**AIM OF THE EXERCISE:** Wherever a line below holds the word "Option", copy that line.

START PROVIDED ENTRIES

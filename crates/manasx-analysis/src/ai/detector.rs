//! AiCodeDetector: timeout and error folding around an `AiClassifier`.

use std::sync::Arc;
use std::time::{Duration, Instant};

use manasx_core::constants::DEFAULT_CLASSIFIER_TIMEOUT_MS;
use manasx_core::errors::{ClassifierError, ManasxErrorCode};
use manasx_core::types::AiDetection;

use super::classifier::{AiClassifier, ClassifyMode, NullClassifier};
use super::parse::{self, BestPracticeFinding, PerformanceReport};

/// Runs classifier calls under a timeout. Every failure becomes "no
/// classification": `None` for provenance, empty results otherwise.
#[derive(Clone)]
pub struct AiCodeDetector {
    classifier: Arc<dyn AiClassifier>,
    timeout: Duration,
}

impl AiCodeDetector {
    pub fn new(classifier: Arc<dyn AiClassifier>, timeout: Duration) -> Self {
        Self {
            classifier,
            timeout,
        }
    }

    /// Detector backed by `NullClassifier`.
    pub fn disabled() -> Self {
        Self::new(
            Arc::new(NullClassifier),
            Duration::from_millis(DEFAULT_CLASSIFIER_TIMEOUT_MS),
        )
    }

    pub fn timeout(&self) -> Duration {
        self.timeout
    }

    /// AI-provenance verdict, or `None` when no classification is available.
    pub async fn detect(&self, content: &str, filename: &str) -> Option<AiDetection> {
        let raw = self
            .call(content, filename, ClassifyMode::Provenance)
            .await?;
        Some(parse::parse_provenance(&raw))
    }

    pub async fn best_practices(&self, content: &str, filename: &str) -> Vec<BestPracticeFinding> {
        match self.call(content, filename, ClassifyMode::BestPractice).await {
            Some(raw) => parse::parse_best_practice(&raw),
            None => Vec::new(),
        }
    }

    pub async fn performance(&self, content: &str, filename: &str) -> PerformanceReport {
        match self.call(content, filename, ClassifyMode::Performance).await {
            Some(raw) => parse::parse_performance(&raw),
            None => PerformanceReport::default(),
        }
    }

    /// Raw classifier call. `Err` only for the typed failure, so callers
    /// that need to count it can.
    pub async fn classify_raw(
        &self,
        content: &str,
        filename: &str,
        mode: ClassifyMode,
    ) -> Result<String, ClassifierError> {
        let start = Instant::now();
        let outcome = tokio::time::timeout(
            self.timeout,
            self.classifier.classify(content, filename, mode),
        )
        .await
        .unwrap_or(Err(ClassifierError::Timeout {
            timeout_ms: self.timeout.as_millis() as u64,
        }));
        tracing::debug!(
            file = filename,
            mode = mode.as_str(),
            classifier_time = start.elapsed().as_millis() as u64,
            ok = outcome.is_ok(),
            "classifier call finished"
        );
        outcome
    }

    async fn call(&self, content: &str, filename: &str, mode: ClassifyMode) -> Option<String> {
        match self.classify_raw(content, filename, mode).await {
            Ok(raw) => Some(raw),
            Err(e) => {
                tracing::warn!(
                    file = filename,
                    mode = mode.as_str(),
                    error_code = e.error_code(),
                    error = %e,
                    "no classification available"
                );
                None
            }
        }
    }
}

impl Default for AiCodeDetector {
    fn default() -> Self {
        Self::disabled()
    }
}

impl std::fmt::Debug for AiCodeDetector {
    fn fmt(&self, f: &mut std::fmt::Formatter<'_>) -> std::fmt::Result {
        f.debug_struct("AiCodeDetector")
            .field("timeout", &self.timeout)
            .finish_non_exhaustive()
    }
}
//! Drift detection and rule checking configuration.

use serde::{Deserialize, Serialize};

use crate::constants::{
    DEFAULT_BLOCKED_MODULES, DEFAULT_CONTEXT_SIZE, DEFAULT_DRIFT_THRESHOLD, DEFAULT_RULES_FILE,
};

/// Configuration for the drift detector and rule engine.
#[derive(Debug, Clone, Serialize, Deserialize, Default)]
#[serde(default)]
pub struct DetectConfig {
    /// Compliance score below which a file counts as drifted (0-100). Default: 80.
    pub threshold: Option<u32>,
    /// Keep info-level findings in results. Default: false.
    pub include_info: Option<bool>,
    /// Lines of surrounding text attached to each violation. Default: 2.
    pub context_size: Option<usize>,
    /// Modules whose import is always drift. Empty means the defaults.
    #[serde(default)]
    pub blocked_modules: Vec<String>,
    /// Rule configuration file name, searched upward. Default: `manasx-rules.json`.
    pub rules_file: Option<String>,
}

impl DetectConfig {
    pub fn effective_threshold(&self) -> u32 {
        self.threshold.unwrap_or(DEFAULT_DRIFT_THRESHOLD)
    }

    pub fn effective_include_info(&self) -> bool {
        self.include_info.unwrap_or(false)
    }

    pub fn effective_context_size(&self) -> usize {
        self.context_size.unwrap_or(DEFAULT_CONTEXT_SIZE)
    }

    pub fn effective_blocked_modules(&self) -> Vec<String> {
        if self.blocked_modules.is_empty() {
            DEFAULT_BLOCKED_MODULES.iter().map(|s| s.to_string()).collect()
        } else {
            self.blocked_modules.clone()
        }
    }

    pub fn effective_rules_file(&self) -> String {
        self.rules_file
            .clone()
            .unwrap_or_else(|| DEFAULT_RULES_FILE.to_string())
    }
}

END PROVIDED ENTRIES

**EXERCISE ANSWER:**
    pub async fn detect(&self, content: &str, filename: &str) -> Option<AiDetection> {
    async fn call(&self, content: &str, filename: &str, mode: ClassifyMode) -> Option<String> {
    pub threshold: Option<u32>,
    pub include_info: Option<bool>,
    pub context_size: Option<usize>,
    pub rules_file: Option<String>,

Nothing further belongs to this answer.